9. For all our days are passed away in thy indignation. This might be viewed as a general confirmation of the preceding sentence, That the whole course of man's life is suddenly brought to an end, as soon as God shows himself displeased. But in my opinion Moses rather amplifies what he has said above concerning the rigour of God's wrath, and his strict examination of every case in which he punishes sin. He asserts that this terror which God brought upon his people was not only for a short time, but that it was extended without intermission even to death. He complains that the Jews had almost wasted away by continual miseries; because God neither remitted nor mitigated his anger. It is therefore not surprising to find him declaring that their years passed away like a tale, when God's anger rested upon them so unremittingly.

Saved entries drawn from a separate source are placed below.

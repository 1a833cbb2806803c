//! Hop-by-hop route walking.
//!
//! Probes hop limits 1, 2, 3, ... one at a time and streams every hop to the
//! consumer as soon as it is known.

use crate::execution::probe_hop;
use crate::{
    Destination, EchoTransport, HopRecord, ProbeParams, RouteEvent, RouteResult, RouteStatus,
    XtrError,
};
use tokio::sync::mpsc;
use tracing::{debug, warn};

/// Walks the route to `destination`, sending every hop and then exactly one
/// terminal marker to `events`.
///
/// Hop `n + 1` is only probed once hop `n` has an outcome. Timed-out hops are
/// reported and skipped. The walk ends when the destination itself answers,
/// when `params.max_hops` is exhausted, or on the first transport error.
/// If the receiving side goes away the walk stops early.
pub async fn walk_route<T: EchoTransport + ?Sized>(
    transport: &mut T,
    destination: Destination,
    params: &ProbeParams,
    events: &mpsc::Sender<RouteEvent>,
) {
    let family = transport.family();

    for hop in 1..=params.max_hops {
        let outcome = match probe_hop(transport, destination, hop, params).await {
            Ok(outcome) => outcome,
            Err(e) => {
                warn!(%family, hop, error = %e, "Aborting walk");
                let _ = events.send(RouteEvent::End(RouteStatus::TransportError(e))).await;
                return;
            }
        };

        let reached = outcome.responder() == Some(destination.addr());
        if events
            .send(RouteEvent::Hop(HopRecord { hop, outcome }))
            .await
            .is_err()
        {
            debug!(%family, hop, "Route consumer went away, stopping");
            return;
        }

        if reached {
            debug!(%family, hop, "Reached destination, stopping");
            let _ = events.send(RouteEvent::End(RouteStatus::ReachedDestination)).await;
            return;
        }
    }

    debug!(%family, max_hops = params.max_hops, "Exceeded hop budget");
    let _ = events
        .send(RouteEvent::End(RouteStatus::ExceededHopBudget {
            max_hops: params.max_hops,
        }))
        .await;
}

/// Runs [`walk_route`] on its own task and returns the stream of its events.
pub fn spawn_walk<T>(mut transport: T, destination: Destination, params: ProbeParams) -> RouteStream
where
    T: EchoTransport + 'static,
{
    let (tx, rx) = mpsc::channel(params.max_hops as usize + 1);
    tokio::spawn(async move {
        walk_route(&mut transport, destination, &params, &tx).await;
    });
    RouteStream::new(destination, rx)
}

/// Ordered, finite event stream of one walk.
pub struct RouteStream {
    destination: Destination,
    events: mpsc::Receiver<RouteEvent>,
    finished: bool,
}

impl RouteStream {
    pub fn new(destination: Destination, events: mpsc::Receiver<RouteEvent>) -> Self {
        Self {
            destination,
            events,
            finished: false,
        }
    }

    /// A stream for a walk that could not start: just the terminal marker.
    pub fn failed(destination: Destination, error: XtrError) -> Self {
        let (tx, rx) = mpsc::channel(1);
        let _ = tx.try_send(RouteEvent::End(RouteStatus::TransportError(error)));
        Self::new(destination, rx)
    }

    pub fn destination(&self) -> Destination {
        self.destination
    }

    /// Returns the next event, or `None` after the terminal marker.
    ///
    /// A walk that disappears without a terminal marker is reported as a
    /// transport error so the stream always ends with exactly one marker.
    pub async fn next(&mut self) -> Option<RouteEvent> {
        if self.finished {
            return None;
        }
        match self.events.recv().await {
            Some(RouteEvent::Hop(record)) => Some(RouteEvent::Hop(record)),
            Some(RouteEvent::End(status)) => {
                self.finished = true;
                Some(RouteEvent::End(status))
            }
            None => {
                self.finished = true;
                Some(RouteEvent::End(RouteStatus::TransportError(
                    XtrError::Internal("route stream closed without a terminal marker".into()),
                )))
            }
        }
    }

    /// Drains the stream into a [`RouteResult`].
    pub async fn collect(mut self) -> RouteResult {
        let mut hops = Vec::new();
        let status = loop {
            match self.next().await {
                Some(RouteEvent::Hop(record)) => hops.push(record),
                Some(RouteEvent::End(status)) => break status,
                None => {
                    break RouteStatus::TransportError(XtrError::Internal(
                        "route stream already drained".into(),
                    ))
                }
            }
        };

        RouteResult {
            destination: self.destination,
            hops,
            status,
        }
    }
}

#[cfg(test)]
mod tests {
    use super::*;
    use crate::testing::{Script, ScriptedTransport};
    use crate::{Family, ProbeOutcome};
    use std::net::IpAddr;

    fn ip(s: &str) -> IpAddr {
        s.parse().unwrap()
    }

    #[tokio::test(start_paused = true)]
    async fn test_stops_at_destination() {
        let dest = Destination::new(ip("192.0.2.99"));
        let transport = ScriptedTransport::path(Family::V4, &[Some(ip("192.0.2.1"))])
            .hop(2, Script::echo_reply(dest.addr()))
            .hop(3, Script::time_exceeded(ip("192.0.2.3")));

        let result = spawn_walk(transport, dest, ProbeParams::default()).collect().await;

        assert_eq!(result.hops.len(), 2);
        assert_eq!(result.hops[1].outcome.responder(), Some(dest.addr()));
        assert!(matches!(result.status, RouteStatus::ReachedDestination));
    }

    #[tokio::test(start_paused = true)]
    async fn test_time_exceeded_from_destination_address_also_ends_walk() {
        // Termination is decided by address, not by reply kind.
        let dest = Destination::new(ip("192.0.2.99"));
        let transport = ScriptedTransport::path(Family::V4, &[Some(dest.addr())]);

        let result = spawn_walk(transport, dest, ProbeParams::default()).collect().await;

        assert_eq!(result.hops.len(), 1);
        assert!(matches!(result.status, RouteStatus::ReachedDestination));
    }

    #[tokio::test(start_paused = true)]
    async fn test_transport_error_aborts_walk() {
        let dest = Destination::new(ip("2001:db8::99"));
        let transport = ScriptedTransport::path(Family::V6, &[Some(ip("2001:db8::1")), None])
            .hop(3, Script::ReadFails);

        let result = spawn_walk(transport, dest, ProbeParams::default()).collect().await;

        assert_eq!(result.hops.len(), 2);
        assert_eq!(result.hops[1].outcome, ProbeOutcome::TimedOut);
        assert!(matches!(
            result.status,
            RouteStatus::TransportError(XtrError::ReadFailed(_))
        ));
    }

    #[tokio::test(start_paused = true)]
    async fn test_closed_stream_synthesises_terminal_marker() {
        let (tx, rx) = mpsc::channel(4);
        let dest = Destination::new(ip("192.0.2.99"));
        tx.send(RouteEvent::Hop(HopRecord {
            hop: 1,
            outcome: ProbeOutcome::TimedOut,
        }))
        .await
        .unwrap();
        drop(tx);

        let mut stream = RouteStream::new(dest, rx);
        assert!(matches!(stream.next().await, Some(RouteEvent::Hop(_))));
        assert!(matches!(
            stream.next().await,
            Some(RouteEvent::End(RouteStatus::TransportError(XtrError::Internal(_))))
        ));
        assert!(stream.next().await.is_none());
    }

    #[tokio::test(start_paused = true)]
    async fn test_failed_stream_is_only_a_terminal_marker() {
        let dest = Destination::new(ip("2001:db8::99"));
        let result = RouteStream::failed(dest, XtrError::Internal("no socket".into()))
            .collect()
            .await;

        assert!(result.hops.is_empty());
        assert_eq!(result.destination, dest);
        assert!(matches!(result.status, RouteStatus::TransportError(_)));
    }

    #[tokio::test(start_paused = true)]
    async fn test_walk_stops_when_consumer_is_gone() {
        let dest = Destination::new(ip("192.0.2.99"));
        let mut transport = ScriptedTransport::new(Family::V4);
        let (tx, rx) = mpsc::channel(1);
        drop(rx);

        walk_route(&mut transport, dest, &ProbeParams::default(), &tx).await;

        assert_eq!(transport.sent(), &[1]);
    }
}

10. In the days of our years there are threescore years and ten. He again returns to the general doctrine respecting the precariousness of the condition of men, although God may not openly display his wrath to terrify them. "What," says he, "is the duration of life? Truly, if we reckon all our years, we will at length come to threescore and ten, or, if there be some who are stronger and more vigorous, they will bring us even to fourscore." Moses uses the expression, the days of our years, for the sake of emphasis; for when the time is divided into small portions, the very number itself deceives us, so that we flatter ourselves that life is long. With the view of overthrowing these vain delusions, he permits men to sum up the many thousand days3 which are in a few years; while he at the same time affirms that this great heap is soon brought to nothing. Let men then extend the space of their life as much as they please, by calculating that each year contains three hundred and sixty-five days; yet assuredly they will find that the term of seventy years is short. When they have made a lengthened calculation of the days, this is the sum in which the process ultimately results. He who has reached the age of fourscore years hastens to the grave. Moses himself lived longer, (Deuteronomy 34:7,)4 and so perhaps did others in his time; but he speaks here of the ordinary term. And even then, those were accounted old men, and in a manner decrepit, who attained to the age of fourscore years; so that he justly declares that it is the robust only who arrive at that age. He puts pride for the strength or excellence of which men boast so highly. The sense is, that before men decline and come to old age, even in the very bloom of youth they are involved in many troubles, and that they cannot escape from the cares, weariness, sorrows, fears, griefs, inconveniences, and anxieties, to which this mortal life is subject. Moreover, this is to be referred to the whole course of our existence in the present state. And assuredly, he who considers what is the condition of our life from our infancy until we descend into the grave, will find troubles and turmoil in every part of it. The two Hebrew words
2 "Ou, une parolle." -- Fr. marg. "Or, a word." Dr Adam Clarke reads, "We consume our years like a groan;" and observes, "We live a dying, whining, complaining life; and at last a groan is its termination! How amazingly expressive!"
3 "Pource que nostre vie." -- Fr. "For our life."
4 In the Latin version it is, "multa annorum millia;" "many thousand years." But this is evidently a mistake, which the French version corrects, reading "beaucoup de milliers de jours."